With support from UCLPartners Aspiring Improvers programme, two junior doctors were able to establish resources to reduce stress and anxiety for trainees in paediatric emergencies.

Valerie Lan-Pak-Kee, a junior doctor at Barts Health NHS Foundation Trust, attended a paediatric emergency and found the situation very stressful. With support from UCLPartners Aspiring Improvers programme, Valerie and her colleague Nav-Preet Kaur, another junior doctor, were able to establish resources to reduce stress and anxiety for trainees in paediatric emergencies.

Valerie and Nav-Preet began by surveying their fellow junior doctors at Barts, to find out what factors caused the highest levels of anxiety in this particular setting, and what trainees thought would help to alleviate this stress. They also undertook walk-through simulation scenarios to highlight obvious opportunities for improvement.

Cheat sheets to help calculate anaesthetic dose
One of the anxiety-inducing scenarios junior doctors flagged was calculating anaesthetic dose in an acute setting. This is calculated according to the patients’ weight and requires junior doctors to do quite complex arithmetic during a very stressful situation. So, Valerie and Nav-Preet produced a cheat-sheet for the most common anaesthetic drugs with dose per kilo and volume of standard concentration per kilo, that doctors could refer to easily in emergency situations. These cheat sheets were laminated and displayed in A&E resuscitation areas and distributed as an image for doctors to have on their phones.

Checklists for transfers
Another major cause of stress and anxiety for trainees in any emergency is when patients need to be transferred to a different department, and in some cases, a different hospital. They decided this could easily be addressed with a checklist of standard items anaesthetised patients and the staff looking after them need to have. This equipment included simple items that could well be forgotten such as a fully charged phone; warm clothes; food and money for getting back to the base hospital. The list was a simple aide memoir distributed to trainees.
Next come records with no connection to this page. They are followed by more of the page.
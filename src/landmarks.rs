//! Rare landmark structures
//!
//! A landmark has to clear three gates. The render's aggregate statistics
//! decide which tiers exist at all. The cell's own intensity and the richness
//! of its neighbourhood then decide which of those tiers it may attempt.
//! Only the highest qualifying tier is rolled, a placed landmark consumes its
//! cell, and no two landmarks may sit within a Manhattan radius of each other.

use rand::seq::SliceRandom;
use rand::Rng;
use rand::SeedableRng;
use rand_chacha::ChaCha8Rng;
use serde::{Deserialize, Serialize};

use crate::biome::BiomeMap;
use crate::calendar::ActivityStats;
use crate::config::LandmarkParams;
use crate::iso::IsoCell;
use crate::palette::Rgb;
use crate::scene::Point;
use crate::tilemap::Tilemap;

#[derive(Clone, Copy, Debug, PartialEq, Eq, Hash, PartialOrd, Ord, Serialize, Deserialize)]
pub enum LandmarkTier {
    Rare,
    Epic,
    Legendary,
}

/// Fixed thresholds of one tier.
#[derive(Clone, Copy, Debug, PartialEq)]
pub struct TierRules {
    pub min_intensity: u8,
    pub min_richness: f64,
    pub base_chance: f64,
}

impl LandmarkTier {
    /// Highest first, the order tiers are attempted in.
    pub fn descending() -> &'static [LandmarkTier] {
        &[LandmarkTier::Legendary, LandmarkTier::Epic, LandmarkTier::Rare]
    }

    pub fn name(&self) -> &'static str {
        match self {
            LandmarkTier::Rare => "rare",
            LandmarkTier::Epic => "epic",
            LandmarkTier::Legendary => "legendary",
        }
    }

    pub fn rules(&self) -> TierRules {
        match self {
            LandmarkTier::Rare => TierRules { min_intensity: 70, min_richness: 0.55, base_chance: 0.05 },
            LandmarkTier::Epic => TierRules { min_intensity: 85, min_richness: 0.70, base_chance: 0.03 },
            LandmarkTier::Legendary => TierRules { min_intensity: 95, min_richness: 0.85, base_chance: 0.015 },
        }
    }

    /// Global gate on the render's aggregate statistics.
    pub fn unlocked_by(&self, stats: &ActivityStats) -> bool {
        match self {
            LandmarkTier::Rare => stats.total >= 200 || stats.longest_streak >= 14,
            LandmarkTier::Epic => stats.total >= 1000 && stats.longest_streak >= 30,
            LandmarkTier::Legendary => {
                stats.total >= 2500 && stats.longest_streak >= 60 && stats.current_streak >= 14
            }
        }
    }

    pub fn roster(&self) -> &'static [LandmarkKind] {
        match self {
            LandmarkTier::Rare => &[
                LandmarkKind::Lighthouse,
                LandmarkKind::StoneCircle,
                LandmarkKind::Observatory,
                LandmarkKind::AncientTree,
            ],
            LandmarkTier::Epic => &[LandmarkKind::Castle, LandmarkKind::Cathedral, LandmarkKind::Pagoda],
            LandmarkTier::Legendary => &[
                LandmarkKind::WizardTower,
                LandmarkKind::DragonLair,
                LandmarkKind::FloatingIsland,
            ],
        }
    }

    /// Colour of the glow drawn under landmarks of this tier.
    pub fn glow(&self) -> Rgb {
        match self {
            LandmarkTier::Rare => Rgb::new(120, 200, 255),
            LandmarkTier::Epic => Rgb::new(190, 120, 255),
            LandmarkTier::Legendary => Rgb::new(255, 200, 80),
        }
    }
}

#[derive(Clone, Copy, Debug, PartialEq, Eq, Hash, PartialOrd, Ord, Serialize, Deserialize)]
pub enum LandmarkKind {
    Lighthouse,
    StoneCircle,
    Observatory,
    AncientTree,
    Castle,
    Cathedral,
    Pagoda,
    WizardTower,
    DragonLair,
    FloatingIsland,
}

impl LandmarkKind {
    pub const ALL: [LandmarkKind; 10] = [
        LandmarkKind::Lighthouse,
        LandmarkKind::StoneCircle,
        LandmarkKind::Observatory,
        LandmarkKind::AncientTree,
        LandmarkKind::Castle,
        LandmarkKind::Cathedral,
        LandmarkKind::Pagoda,
        LandmarkKind::WizardTower,
        LandmarkKind::DragonLair,
        LandmarkKind::FloatingIsland,
    ];

    pub fn index(&self) -> usize {
        *self as usize
    }

    pub fn tier(&self) -> LandmarkTier {
        match self {
            LandmarkKind::Lighthouse
            | LandmarkKind::StoneCircle
            | LandmarkKind::Observatory
            | LandmarkKind::AncientTree => LandmarkTier::Rare,
            LandmarkKind::Castle | LandmarkKind::Cathedral | LandmarkKind::Pagoda => LandmarkTier::Epic,
            LandmarkKind::WizardTower | LandmarkKind::DragonLair | LandmarkKind::FloatingIsland => {
                LandmarkTier::Legendary
            }
        }
    }
}

#[derive(Clone, Copy, Debug, PartialEq, Serialize, Deserialize)]
pub struct PlacedLandmark {
    pub kind: LandmarkKind,
    pub tier: LandmarkTier,
    pub week: usize,
    pub day: usize,
    /// Top-face centre of the host block
    pub position: Point,
}

/// Multiplier rewarding an ongoing streak.
pub fn streak_multiplier(current_streak: u32) -> f64 {
    if current_streak >= 30 {
        1.44
    } else if current_streak >= 7 {
        1.15
    } else {
        1.0
    }
}

/// Roll probability for a cell that passed a tier's cell gates.
pub fn final_chance(rules: &TierRules, richness: f64, multiplier: f64) -> f64 {
    let bonus = (2.0 * (richness - rules.min_richness)).min(0.5);
    rules.base_chance * (1.0 + bonus) * multiplier
}

fn manhattan(a: (usize, usize), b: (usize, usize)) -> usize {
    a.0.abs_diff(b.0) + a.1.abs_diff(b.1)
}

/// Everything the selector reads.
pub struct LandmarkInput<'a> {
    pub cells: &'a [IsoCell],
    pub intensities: &'a Tilemap<u8>,
    pub biomes: Option<&'a BiomeMap>,
    pub stats: &'a ActivityStats,
    pub params: &'a LandmarkParams,
}

pub fn select_landmarks(input: &LandmarkInput, seed: u64) -> Vec<PlacedLandmark> {
    let unlocked: Vec<LandmarkTier> = LandmarkTier::descending()
        .iter()
        .copied()
        .filter(|t| t.unlocked_by(input.stats))
        .collect();

    if unlocked.is_empty() || input.params.budget == 0 {
        tracing::debug!(total = input.stats.total, "no landmark tier unlocked");
        return Vec::new();
    }

    let mut rng = ChaCha8Rng::seed_from_u64(seed);
    let mut order: Vec<usize> = (0..input.cells.len()).collect();
    order.shuffle(&mut rng);

    let multiplier = streak_multiplier(input.stats.current_streak);
    let mut placed: Vec<PlacedLandmark> = Vec::new();

    for idx in order {
        if placed.len() >= input.params.budget {
            break;
        }

        let cell = &input.cells[idx];
        if input.biomes.is_some_and(|m| m.get(cell.week, cell.day).is_water()) {
            continue;
        }

        let richness = input.intensities.richness(cell.week, cell.day);
        let Some(tier) = unlocked.iter().copied().find(|t| {
            let rules = t.rules();
            cell.intensity >= rules.min_intensity && richness >= rules.min_richness
        }) else {
            continue;
        };

        let here = (cell.week, cell.day);
        if placed.iter().any(|p| manhattan((p.week, p.day), here) < input.params.min_spacing) {
            continue;
        }

        let available: Vec<LandmarkKind> = tier
            .roster()
            .iter()
            .copied()
            .filter(|k| placed.iter().all(|p| p.kind != *k))
            .collect();
        if available.is_empty() {
            continue;
        }

        let roll: f64 = rng.gen();
        if roll >= final_chance(&tier.rules(), richness, multiplier) {
            continue;
        }

        let kind = available[rng.gen_range(0..available.len())];
        tracing::debug!(kind = ?kind, tier = tier.name(), week = cell.week, day = cell.day, "placed landmark");
        placed.push(PlacedLandmark {
            kind,
            tier,
            week: cell.week,
            day: cell.day,
            position: cell.top_center(),
        });
    }

    placed
}

#[cfg(test)]
mod tests {
    use super::*;
    use crate::biome::generate_biomes;
    use crate::calendar::Grid;
    use crate::config::{BiomeParams, RenderConfig};
    use crate::iso::{build_iso_cells, Projector};
    use crate::normalize::normalize;
    use crate::palette::{ColorMode, Palette};
    use chrono::NaiveDate;

    fn stats(total: u64, longest: u32, current: u32) -> ActivityStats {
        ActivityStats {
            total,
            longest_streak: longest,
            current_streak: current,
            active_days: longest,
            max_count: 1,
        }
    }

    #[test]
    fn test_rosters_match_tiers() {
        for tier in LandmarkTier::descending() {
            for kind in tier.roster() {
                assert_eq!(kind.tier(), *tier);
            }
        }
        let total: usize = LandmarkTier::descending().iter().map(|t| t.roster().len()).sum();
        assert_eq!(total, LandmarkKind::ALL.len());
    }

    #[test]
    fn test_stats_gates() {
        assert!(!LandmarkTier::Rare.unlocked_by(&stats(100, 5, 0)));
        assert!(LandmarkTier::Rare.unlocked_by(&stats(100, 14, 0)));
        assert!(LandmarkTier::Rare.unlocked_by(&stats(200, 0, 0)));
        assert!(!LandmarkTier::Epic.unlocked_by(&stats(5000, 29, 0)));
        assert!(LandmarkTier::Epic.unlocked_by(&stats(1000, 30, 0)));
        assert!(!LandmarkTier::Legendary.unlocked_by(&stats(5000, 100, 13)));
        assert!(LandmarkTier::Legendary.unlocked_by(&stats(2500, 60, 14)));
    }

    #[test]
    fn test_stats_gates_are_monotone() {
        let totals = [0, 100, 199, 200, 999, 1000, 2499, 2500, 5000];
        let longest = [0, 13, 14, 29, 30, 59, 60, 100];
        let current = [0, 6, 7, 13, 14, 29, 30, 60];
        let mut all = Vec::new();
        for &t in &totals {
            for &l in &longest {
                for &c in &current {
                    all.push((t, l, c));
                }
            }
        }
        for &a in &all {
            for &b in &all {
                if a.0 > b.0 || a.1 > b.1 || a.2 > b.2 {
                    continue;
                }
                for tier in LandmarkTier::descending() {
                    let (lo, hi) = (stats(a.0, a.1, a.2), stats(b.0, b.1, b.2));
                    assert!(!tier.unlocked_by(&lo) || tier.unlocked_by(&hi), "{:?} {:?} {:?}", tier, a, b);
                }
            }
        }
    }

    #[test]
    fn test_final_chance() {
        let rules = LandmarkTier::Rare.rules();
        assert!((final_chance(&rules, 0.55, 1.0) - 0.05).abs() < 1e-12);
        assert!((final_chance(&rules, 1.0, 1.0) - 0.075).abs() < 1e-12);
        assert!((final_chance(&rules, 1.0, 1.44) - 0.108).abs() < 1e-12);
        assert_eq!(streak_multiplier(6), 1.0);
        assert_eq!(streak_multiplier(7), 1.15);
        assert_eq!(streak_multiplier(30), 1.44);
    }

    fn uniform_input(count: u32) -> (Vec<IsoCell>, Tilemap<u8>, BiomeMap, ActivityStats) {
        let grid = Grid::uniform(NaiveDate::from_ymd_opt(2024, 6, 2).unwrap(), count);
        let n = normalize(&grid);
        let projector = Projector::fit(52, 7, 28.0, &RenderConfig::default());
        let cells = build_iso_cells(&n, &Palette::new(ColorMode::Dark), &projector);
        let biomes = generate_biomes(52, 7, 11, &BiomeParams::default());
        (cells, n.intensities, biomes, grid.stats())
    }

    #[test]
    fn test_cap_spacing_water_and_uniqueness() {
        let (cells, intensities, biomes, stats) = uniform_input(20);
        let params = LandmarkParams::default();
        let input = LandmarkInput {
            cells: &cells,
            intensities: &intensities,
            biomes: Some(&biomes),
            stats: &stats,
            params: &params,
        };
        for seed in 0..20 {
            let placed = select_landmarks(&input, seed);
            assert!(!placed.is_empty());
            assert!(placed.len() <= params.budget);
            for (i, a) in placed.iter().enumerate() {
                assert!(!biomes.get(a.week, a.day).is_water());
                for b in &placed[i + 1..] {
                    assert!(manhattan((a.week, a.day), (b.week, b.day)) >= params.min_spacing);
                    assert_ne!(a.kind, b.kind);
                }
            }
        }
    }

    #[test]
    fn test_highest_tier_wins() {
        let (cells, intensities, _, stats) = uniform_input(20);
        let params = LandmarkParams::default();
        let input = LandmarkInput {
            cells: &cells,
            intensities: &intensities,
            biomes: None,
            stats: &stats,
            params: &params,
        };
        let placed = select_landmarks(&input, 3);
        assert!(placed.iter().all(|p| p.tier == LandmarkTier::Legendary));
    }

    #[test]
    fn test_nothing_without_activity() {
        let (cells, intensities, biomes, stats) = uniform_input(0);
        let params = LandmarkParams::default();
        let input = LandmarkInput {
            cells: &cells,
            intensities: &intensities,
            biomes: Some(&biomes),
            stats: &stats,
            params: &params,
        };
        assert!(select_landmarks(&input, 1).is_empty());
    }
}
“My advice to any future improvers would be to make projects simple and cost effective. The easier ideas are to implement the more likely they will be met with approval and cooperation.”

Nav-Preet Kaur, Junior Doctor, The Royal London Hospital

Although Valerie and Nav-Preet appreciated there might be some resistance to any new changes in the A&E department they found that most junior doctors were appreciative of the new resources. They had the backing of the anaesthetic paediatric lead and the A&E paediatric lead, which meant that distributing and displaying resources was easy to do.

Valerie and Nav-Preet both took part in the 2017 UCLPartners Aspiring Improvers Programme.